I'm dinking around figuring out how to make formulas for spread sheets and even figured out (finally) how to get it to save them. I have 2 sheets I use for work of my own making but would like to do something different.
One sheet is my daily report. The other is a running total of the tax deposits. What I'd like to do is have the daily tax entry on the daily work sheet also appear on the tax running total sheet.
I know I can add the running total on the work sheet but I think it might be confusing for the accountant at the home office. Besides cluttering up my daily work sheet.
Any way to do this?
 
Could you explain a little better what you want. Without seeing the two worksheets it's a bit confusing.
Daily Report - Sheet1
Tax Deposits - Sheet2

You want a total from Sheet1 to show up on Sheet2?

I think what is confusing the most is the last sentence. Up to that point I thought you wanted something from Sheet1 on Sheet2, but when you say 'clutter up my daily work sheet (which I've labled sheet1)' it seems backwards to me....
 
First of all, there are workbooks that contain multiple worksheets. Are the 2 worksheets part of the same Workbook or in different workbooks?

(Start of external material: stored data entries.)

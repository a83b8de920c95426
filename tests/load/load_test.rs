//! Load Tests for the Email Dispatcher
//!
//! Many producers push through one dispatcher backed by the in-memory
//! transport.
//!
//! Run with: cargo test --test load_test --release -- --ignored

use courier_config::StaticTransportSource;
use courier_types::Notification;
use email_dispatcher::{EmailDispatcher, MockTransport};
use std::sync::Arc;
use std::time::{Duration, Instant};
use tokio::time::timeout;
use tokio_util::sync::CancellationToken;

fn source() -> Arc<StaticTransportSource> {
    Arc::new(StaticTransportSource::new([
        ("mail.smtp.host", "localhost"),
        ("mail.smtp.port", "1025"),
        ("mail.smtp.starttls.enable", "false"),
        ("mail.smtp.auth", "false"),
        ("mail.smtp.user", ""),
        ("mail.smtp.password", ""),
        ("mail.smtp.from", "load@example.com"),
    ]))
}

async fn push_through(dispatcher: Arc<EmailDispatcher>, producers: usize, per_producer: usize) {
    let mut handles = Vec::new();
    for producer in 0..producers {
        let dispatcher = dispatcher.clone();
        handles.push(tokio::spawn(async move {
            for seq in 0..per_producer {
                dispatcher
                    .submit_notification_wait(Notification::new(
                        format!("user{}@example.com", producer),
                        format!("Load {}", seq),
                        "Body",
                        "Footer",
                    ))
                    .await
                    .expect("enqueue");
            }
        }));
    }

    for handle in handles {
        handle.await.expect("producer task");
    }
}

#[tokio::test(flavor = "multi_thread", worker_threads = 8)]
#[ignore] // Should be run manually
async fn test_high_volume_unbounded_queue() {
    let num_producers = 100;
    let per_producer = 100;

    let transport = Arc::new(MockTransport::new());
    let dispatcher = Arc::new(EmailDispatcher::new(source(), transport.clone()));
    let shutdown = CancellationToken::new();

    let start = Instant::now();
    let worker = {
        let dispatcher = dispatcher.clone();
        let shutdown = shutdown.clone();
        tokio::spawn(async move { dispatcher.run(shutdown).await })
    };

    push_through(dispatcher.clone(), num_producers, per_producer).await;
    dispatcher.close();

    timeout(Duration::from_secs(60), worker)
        .await
        .expect("dispatcher did not drain in time")
        .expect("dispatcher task");

    let elapsed = start.elapsed();
    let sent = transport.sent_count().await;
    assert_eq!(sent, num_producers * per_producer);

    println!(
        "Dispatched {} emails in {:?} ({:.0} emails/sec)",
        sent,
        elapsed,
        sent as f64 / elapsed.as_secs_f64()
    );
}

#[tokio::test(flavor = "multi_thread", worker_threads = 8)]
#[ignore] // Should be run manually
async fn test_backpressure_with_bounded_queue() {
    let num_producers = 50;
    let per_producer = 200;

    let transport = Arc::new(MockTransport::new());
    let dispatcher = Arc::new(
        EmailDispatcher::new(source(), transport.clone()).with_queue_capacity(Some(16)),
    );
    let shutdown = CancellationToken::new();

    let worker = {
        let dispatcher = dispatcher.clone();
        let shutdown = shutdown.clone();
        tokio::spawn(async move { dispatcher.run(shutdown).await })
    };

    push_through(dispatcher.clone(), num_producers, per_producer).await;
    assert!(dispatcher.queue_len() <= 16);
    dispatcher.close();

    timeout(Duration::from_secs(60), worker)
        .await
        .expect("dispatcher did not drain in time")
        .expect("dispatcher task");

    assert_eq!(transport.sent_count().await, num_producers * per_producer);
}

If they are in the same workbook then it's extremely easy to reference a cell in another worksheet, just use the reference format of 'Sheet2'!A1 where 'Sheet2' is the name of the sheet you want to reference and A1 is the cell you want to reference on that sheet.

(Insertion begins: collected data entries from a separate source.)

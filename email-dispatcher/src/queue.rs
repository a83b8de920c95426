//! Notification hand-off queue
// Copyright 2025 Francisco F. Pinochet
//
// Licensed under the Apache License, Version 2.0 (the "License");
// you may not use this file except in compliance with the License.
// You may obtain a copy of the License at
//
//     http://www.apache.org/licenses/LICENSE-2.0
//
// Unless required by applicable law or agreed to in writing, software
// distributed under the License is distributed on an "AS IS" BASIS,
// WITHOUT WARRANTIES OR CONDITIONS OF ANY KIND, either express or implied.
// See the License for the specific language governing permissions and
// limitations under the License.


use courier_types::Notification;
use std::collections::VecDeque;
use std::sync::{Mutex, MutexGuard, PoisonError};
use tokio::sync::Notify;
use tracing::debug;

use crate::error::{DequeueError, QueueError};

#[derive(Default)]
struct QueueState {
    items: VecDeque<Notification>,
    closed: bool,
    interrupted: bool,
}

/// FIFO hand-off between many producers and a single consumer.
///
/// Unbounded unless a capacity is given. `enqueue` and `peek` never block;
/// `dequeue` is the only call that waits. The lock is never held across an
/// await point.
pub struct NotificationQueue {
    state: Mutex<QueueState>,
    available: Notify,
    space: Notify,
    capacity: Option<usize>,
}

impl NotificationQueue {
    /// Create an unbounded queue
    pub fn new() -> Self {
        Self::with_capacity(None)
    }

    /// Create a queue that rejects (or, with `enqueue_wait`, holds back)
    /// producers once `capacity` notifications are pending
    pub fn bounded(capacity: usize) -> Self {
        Self::with_capacity(Some(capacity))
    }

    pub fn with_capacity(capacity: Option<usize>) -> Self {
        Self {
            state: Mutex::new(QueueState::default()),
            available: Notify::new(),
            space: Notify::new(),
            capacity,
        }
    }

    fn lock(&self) -> MutexGuard<'_, QueueState> {
        // A panicking producer cannot leave the deque half-modified
        self.state.lock().unwrap_or_else(PoisonError::into_inner)
    }

    /// Append a notification to the tail without waiting
    pub fn enqueue(&self, notification: Notification) -> Result<(), QueueError> {
        self.push(notification).map_err(|(err, _)| err)
    }

    /// Append a notification, waiting for space when the queue is bounded
    pub async fn enqueue_wait(&self, notification: Notification) -> Result<(), QueueError> {
        let mut pending = notification;
        loop {
            let space = self.space.notified();
            tokio::pin!(space);
            space.as_mut().enable();

            match self.push(pending) {
                Ok(()) => return Ok(()),
                Err((QueueError::Full(_), returned)) => pending = returned,
                Err((err, _)) => return Err(err),
            }

            space.await;
        }
    }

    fn push(&self, notification: Notification) -> Result<(), (QueueError, Notification)> {
        let mut state = self.lock();
        if state.closed {
            return Err((QueueError::Closed, notification));
        }
        if let Some(capacity) = self.capacity {
            if state.items.len() >= capacity {
                return Err((QueueError::Full(capacity), notification));
            }
        }
        state.items.push_back(notification);
        let depth = state.items.len();
        drop(state);

        debug!(queue_depth = depth, "Notification enqueued");
        self.available.notify_one();
        Ok(())
    }

    /// Wait for the head notification and remove it.
    ///
    /// Returns [`DequeueError::Interrupted`] once per call to [`interrupt`],
    /// and [`DequeueError::Closed`] when the queue is closed and drained.
    ///
    /// [`interrupt`]: NotificationQueue::interrupt
    pub async fn dequeue(&self) -> Result<Notification, DequeueError> {
        loop {
            let available = self.available.notified();
            tokio::pin!(available);
            available.as_mut().enable();

            {
                let mut state = self.lock();
                if state.interrupted {
                    state.interrupted = false;
                    return Err(DequeueError::Interrupted);
                }
                let head = state.items.pop_front();
                if let Some(notification) = head {
                    drop(state);
                    self.space.notify_one();
                    return Ok(notification);
                }
                if state.closed {
                    return Err(DequeueError::Closed);
                }
            }

            available.await;
        }
    }

    /// Copy of the head notification, if any
    pub fn peek(&self) -> Option<Notification> {
        self.lock().items.front().cloned()
    }

    /// Wake the consumer with [`DequeueError::Interrupted`]. If nobody is
    /// waiting, the next `dequeue` call is interrupted instead.
    pub fn interrupt(&self) {
        self.lock().interrupted = true;
        self.available.notify_waiters();
    }

    /// Stop accepting notifications. Pending ones can still be dequeued.
    pub fn close(&self) {
        self.lock().closed = true;
        self.available.notify_waiters();
        self.space.notify_waiters();
    }

    pub fn is_closed(&self) -> bool {
        self.lock().closed
    }

    pub fn len(&self) -> usize {
        self.lock().items.len()
    }

    pub fn is_empty(&self) -> bool {
        self.lock().items.is_empty()
    }

    /// `None` for an unbounded queue
    pub fn capacity(&self) -> Option<usize> {
        self.capacity
    }
}

impl Default for NotificationQueue {
    fn default() -> Self {
        Self::new()
    }
}
//! Email Dispatcher - Queue Consumption and Delivery
// Copyright 2025 Francisco F. Pinochet
//
// Licensed under the Apache License, Version 2.0 (the "License");
// you may not use this file except in compliance with the License.
// You may obtain a copy of the License at
//
//     http://www.apache.org/licenses/LICENSE-2.0
//
// Unless required by applicable law or agreed to in writing, software
// distributed under the License is distributed on an "AS IS" BASIS,
// WITHOUT WARRANTIES OR CONDITIONS OF ANY KIND, either express or implied.
// See the License for the specific language governing permissions and
// limitations under the License.


use crate::compose::OutboundEmail;
use crate::context::{NoopTenantFlow, TenantFlow, TenantFlowGuard};
use crate::error::{DequeueError, DispatchError, QueueError};
use crate::queue::NotificationQueue;
use crate::retry::{NoRetry, RetryPolicy};
use crate::transport::MailTransport;
use courier_config::TransportConfigSource;
use courier_types::{Notification, TransportConfig};
use std::sync::Arc;
use tokio_util::sync::CancellationToken;
use tracing::{debug, error, info, warn};
use uuid::Uuid;

/// Outcome of a successful dispatch cycle
#[derive(Debug, Clone, PartialEq, Eq)]
pub struct DispatchReport {
    pub dispatch_id: Uuid,
    /// Comma separated recipient addresses
    pub recipients: String,
    pub attempts: u32,
}

/// Single consumer of the notification queue.
///
/// Every cycle takes one notification, resolves a fresh transport snapshot,
/// assembles the email and sends it. Failures are logged and the
/// notification is dropped; nothing is reported back to producers.
pub struct EmailDispatcher {
    queue: NotificationQueue,
    source: Arc<dyn TransportConfigSource>,
    transport: Arc<dyn MailTransport>,
    tenant_flow: Arc<dyn TenantFlow>,
    retry_policy: Arc<dyn RetryPolicy>,
}

impl EmailDispatcher {
    /// Create a dispatcher with an unbounded queue, no tenant context and
    /// no retries
    pub fn new(source: Arc<dyn TransportConfigSource>, transport: Arc<dyn MailTransport>) -> Self {
        Self {
            queue: NotificationQueue::new(),
            source,
            transport,
            tenant_flow: Arc::new(NoopTenantFlow),
            retry_policy: Arc::new(NoRetry),
        }
    }

    /// Replace the queue with one of the given capacity (`None` = unbounded)
    pub fn with_queue_capacity(mut self, capacity: Option<usize>) -> Self {
        self.queue = NotificationQueue::with_capacity(capacity);
        self
    }

    pub fn with_tenant_flow(mut self, tenant_flow: Arc<dyn TenantFlow>) -> Self {
        self.tenant_flow = tenant_flow;
        self
    }

    pub fn with_retry_policy(mut self, retry_policy: Arc<dyn RetryPolicy>) -> Self {
        self.retry_policy = retry_policy;
        self
    }

    /// Run the dispatcher until `shutdown` fires or the queue is closed
    /// and drained.
    ///
    /// Shutdown is only observed between sends; a send in progress always
    /// finishes first.
    pub async fn run(&self, shutdown: CancellationToken) {
        info!(
            queue_capacity = ?self.queue.capacity(),
            "Waiting for notifications..."
        );

        loop {
            // Covers the wait as well as the send
            let _tenant = TenantFlowGuard::enter(self.tenant_flow.as_ref());

            let next = tokio::select! {
                biased;
                _ = shutdown.cancelled() => {
                    info!(pending = self.queue.len(), "Shutdown requested, stopping dispatcher");
                    break;
                }
                next = self.queue.dequeue() => next,
            };

            match next {
                Ok(notification) => {
                    // Outcome is logged by process
                    let _ = self.process(notification).await;
                }
                Err(DequeueError::Interrupted) => {
                    warn!("{}", DispatchError::InterruptedWait);
                    if shutdown.is_cancelled() {
                        break;
                    }
                }
                Err(DequeueError::Closed) => {
                    info!("Notification queue closed and drained");
                    break;
                }
            }
        }

        info!("Email dispatcher stopped");
    }

    /// Wait for one notification and dispatch it.
    ///
    /// The tenant flow spans the whole attempt, so it is ended even when the
    /// wait is interrupted.
    pub async fn dispatch_once(&self) -> Result<DispatchReport, DispatchError> {
        let _tenant = TenantFlowGuard::enter(self.tenant_flow.as_ref());
        let notification = self.queue.dequeue().await?;

        self.process(notification).await
    }

    /// Must be called inside a tenant flow
    async fn process(&self, notification: Notification) -> Result<DispatchReport, DispatchError> {
        let dispatch_id = Uuid::new_v4();

        let result = self.deliver(dispatch_id, &notification).await;

        if let Err(e) = &result {
            error!(
                dispatch_id = %dispatch_id,
                send_to = %notification.send_to,
                error = %e,
                "Failed to send email notification"
            );
        }

        result
    }

    async fn deliver(
        &self,
        dispatch_id: Uuid,
        notification: &Notification,
    ) -> Result<DispatchReport, DispatchError> {
        let config = self.resolve_transport().await?;
        let email = OutboundEmail::assemble(notification, &config)?;
        let recipients = email.recipients();

        let mut attempts = 0;
        loop {
            attempts += 1;
            match self.transport.send(&config, &email).await {
                Ok(()) => break,
                Err(e) => match self.retry_policy.next_delay(attempts, &e) {
                    Some(delay) => {
                        warn!(
                            dispatch_id = %dispatch_id,
                            attempt = attempts,
                            delay_ms = delay.as_millis() as u64,
                            error = %e,
                            "Email send failed, retrying"
                        );
                        tokio::time::sleep(delay).await;
                    }
                    None => return Err(e),
                },
            }
        }

        info!(
            dispatch_id = %dispatch_id,
            recipients = %recipients,
            attempts = attempts,
            "Email notification has been sent"
        );
        debug!(dispatch_id = %dispatch_id, body = %email.body, "Email content");

        Ok(DispatchReport {
            dispatch_id,
            recipients,
            attempts,
        })
    }

    /// Sources may read files or remote stores, so resolve off the async
    /// worker threads
    async fn resolve_transport(&self) -> Result<TransportConfig, DispatchError> {
        let source = Arc::clone(&self.source);
        let config = tokio::task::spawn_blocking(move || source.resolve())
            .await
            .map_err(|e| {
                DispatchError::MissingConfiguration(format!("transport source task failed: {}", e))
            })??;
        Ok(config)
    }

    /// Copy of the next notification to be dispatched
    pub fn peek_notification(&self) -> Option<Notification> {
        self.queue.peek()
    }

    /// Enqueue a notification without waiting
    pub fn submit_notification(&self, notification: Notification) -> Result<(), QueueError> {
        self.queue.enqueue(notification)
    }

    /// Enqueue a notification, waiting for space in a bounded queue
    pub async fn submit_notification_wait(
        &self,
        notification: Notification,
    ) -> Result<(), QueueError> {
        self.queue.enqueue_wait(notification).await
    }

    /// Stop accepting notifications; `run` returns once the rest are sent
    pub fn close(&self) {
        self.queue.close();
    }

    /// Wake a waiting `dispatch_once` with [`DispatchError::InterruptedWait`]
    pub fn interrupt(&self) {
        self.queue.interrupt();
    }

    pub fn queue_len(&self) -> usize {
        self.queue.len()
    }
}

If the data you want to access is in another workbook, then you need to create what's called an external link. Here's an article that explains it: Create an external reference (link) to a cell range in another workbook - Excel - Office.com
 
I want to take cell xx data on sheet 1 and have it appear in cell yy on sheet 2,

No they are not in the same workbook.
 
The link from strollin is what you want. To paraphrase from the link:

Open the workbook that will contain the external reference (the destination workbook) and the workbook that contains the data that you want to link to (the source workbook).
1. Select the cell in the destination worksheet where you want to create the external reference and type = (equal sign).
2. Switch to the source workbook and select the cell that you want to link to.
3. Return to the destination workbook, and notice that Excel adds the reference to the source workbook and the cell that you selected in the previous step.

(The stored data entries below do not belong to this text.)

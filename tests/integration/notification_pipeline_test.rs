//! Integration Tests for the Notification Pipeline
//!
//! Producer → queue → dispatcher → transport, with the in-memory transport
//! standing in for SMTP. The last test needs a local SMTP server.

use courier_config::{FileTransportSource, StaticTransportSource};
use courier_types::{EmailConfig, Notification, NotificationData};
use email_dispatcher::{
    compose_notification, EmailDispatcher, MockTransport, SmtpMailTransport, LINE_SEPARATOR,
};
use std::io::Write;
use std::sync::Arc;
use std::time::Duration;
use tokio_util::sync::CancellationToken;

fn static_source() -> Arc<StaticTransportSource> {
    Arc::new(StaticTransportSource::new([
        ("mail.smtp.host", "localhost"),
        ("mail.smtp.port", "1025"),
        ("mail.smtp.starttls.enable", "false"),
        ("mail.smtp.auth", "false"),
        ("mail.smtp.user", ""),
        ("mail.smtp.password", ""),
        ("mail.smtp.from", "identity@example.com"),
    ]))
}

#[tokio::test]
async fn test_confirmation_email_carries_footer_twice() {
    let transport = Arc::new(MockTransport::new());
    let dispatcher = EmailDispatcher::new(static_source(), transport.clone());

    let config = EmailConfig {
        subject: "Confirm your account, {first-name}".to_string(),
        target_epr: "https://id.example.com/confirm".to_string(),
        email_body: String::new(),
        email_footer: Some("Identity Team".to_string()),
    };
    let data = NotificationData::new("ann@example.com")
        .with_notification_code("XYZ")
        .with_parameter("first-name", "Ann");

    dispatcher
        .submit_notification(compose_notification(&config, &data))
        .unwrap();
    dispatcher.dispatch_once().await.unwrap();

    let deliveries = transport.deliveries().await;
    assert_eq!(deliveries.len(), 1);

    let email = &deliveries[0].email;
    assert_eq!(email.subject, "Confirm your account, Ann");
    assert_eq!(
        email.body,
        format!(
            "{}\nhttps://id.example.com/confirm?confirmationXYZ\n\nIdentity Team{sep}{sep}Identity Team",
            EmailConfig::DEFAULT_VALUE_MESSAGE,
            sep = LINE_SEPARATOR
        )
    );
    assert_eq!(email.body.matches("Identity Team").count(), 2);
}

#[tokio::test]
async fn test_file_backed_source_feeds_dispatcher() {
    let mut file = tempfile::Builder::new()
        .suffix(".toml")
        .tempfile()
        .expect("create temp file");
    write!(
        file,
        r#"
[mail.smtp]
host = "localhost"
port = 1025
auth = false
user = ""
password = ""
from = "file@example.com"

[mail.smtp.starttls]
enable = false

[transport.mail]
ContentType = "text/html"
"#
    )
    .expect("write temp file");

    let source = Arc::new(
        FileTransportSource::new(file.path()).with_env_prefix("COURIER_PIPELINE_TEST"),
    );
    let transport = Arc::new(MockTransport::new());
    let dispatcher = EmailDispatcher::new(source, transport.clone());

    dispatcher
        .submit_notification(Notification::new("a@x.com", "S", "<p>B</p>", ""))
        .unwrap();
    dispatcher.dispatch_once().await.unwrap();

    let deliveries = transport.deliveries().await;
    assert_eq!(deliveries[0].config.content_type, "text/html");
    assert_eq!(deliveries[0].email.from.email.to_string(), "file@example.com");
}

#[tokio::test(flavor = "multi_thread", worker_threads = 4)]
async fn test_concurrent_producers_are_delivered_in_order() {
    const PRODUCERS: usize = 4;
    const PER_PRODUCER: usize = 25;

    let transport = Arc::new(MockTransport::new());
    let dispatcher = Arc::new(EmailDispatcher::new(static_source(), transport.clone()));
    let shutdown = CancellationToken::new();

    let worker = {
        let dispatcher = dispatcher.clone();
        let shutdown = shutdown.clone();
        tokio::spawn(async move { dispatcher.run(shutdown).await })
    };

    let mut producers = Vec::new();
    for producer in 0..PRODUCERS {
        let dispatcher = dispatcher.clone();
        producers.push(tokio::spawn(async move {
            for seq in 0..PER_PRODUCER {
                let json = serde_json::json!({
                    "send_to": format!("producer{}@example.com", producer),
                    "subject": seq.to_string(),
                    "body": "Body",
                })
                .to_string();
                dispatcher
                    .submit_notification(Notification::from_json(&json).unwrap())
                    .unwrap();
                tokio::task::yield_now().await;
            }
        }));
    }
    for producer in producers {
        producer.await.unwrap();
    }

    dispatcher.close();
    tokio::time::timeout(Duration::from_secs(10), worker)
        .await
        .expect("dispatcher should drain and stop")
        .unwrap();

    let deliveries = transport.deliveries().await;
    assert_eq!(deliveries.len(), PRODUCERS * PER_PRODUCER);

    for producer in 0..PRODUCERS {
        let address = format!("producer{}@example.com", producer);
        let sequence: Vec<usize> = deliveries
            .iter()
            .filter(|d| d.email.recipients() == address)
            .map(|d| d.email.subject.parse().unwrap())
            .collect();
        assert_eq!(sequence, (0..PER_PRODUCER).collect::<Vec<_>>());
    }
}

#[tokio::test]
#[ignore] // Requires a local SMTP server such as Mailpit on port 1025
async fn test_pipeline_against_local_smtp() {
    let dispatcher = EmailDispatcher::new(
        static_source(),
        Arc::new(SmtpMailTransport::new(Duration::from_secs(5))),
    );

    dispatcher
        .submit_notification(Notification::new("a@x.com", "Pipeline", "Body", "Footer"))
        .unwrap();

    let report = dispatcher.dispatch_once().await.expect("send via local SMTP");
    assert_eq!(report.recipients, "a@x.com");
}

That should do it. Just played around with it and it works well. Updates properly and everything. Not sure what will happen though if you want to email the files to someone else and it opens and looks for the reference to the other workbook and can't find it. You could solve that by right before sending it off, going into that one cell, copying the data, right click and do a paste but choose 'value' instead of just paste. It will then stop referencing the other workbook and just have the value in there (you'll of course have to reset up the formula though).
 
Last edited:
I tested what happens when you email the sheet. When you open the workbook, excel will report that it contains links to other workbooks and gives you the choice of continuing with the current data (last value entered on external worksheet) or updating the links. If you send both workbooks then the user could update the link to point to the location where the 2nd workbook is saved.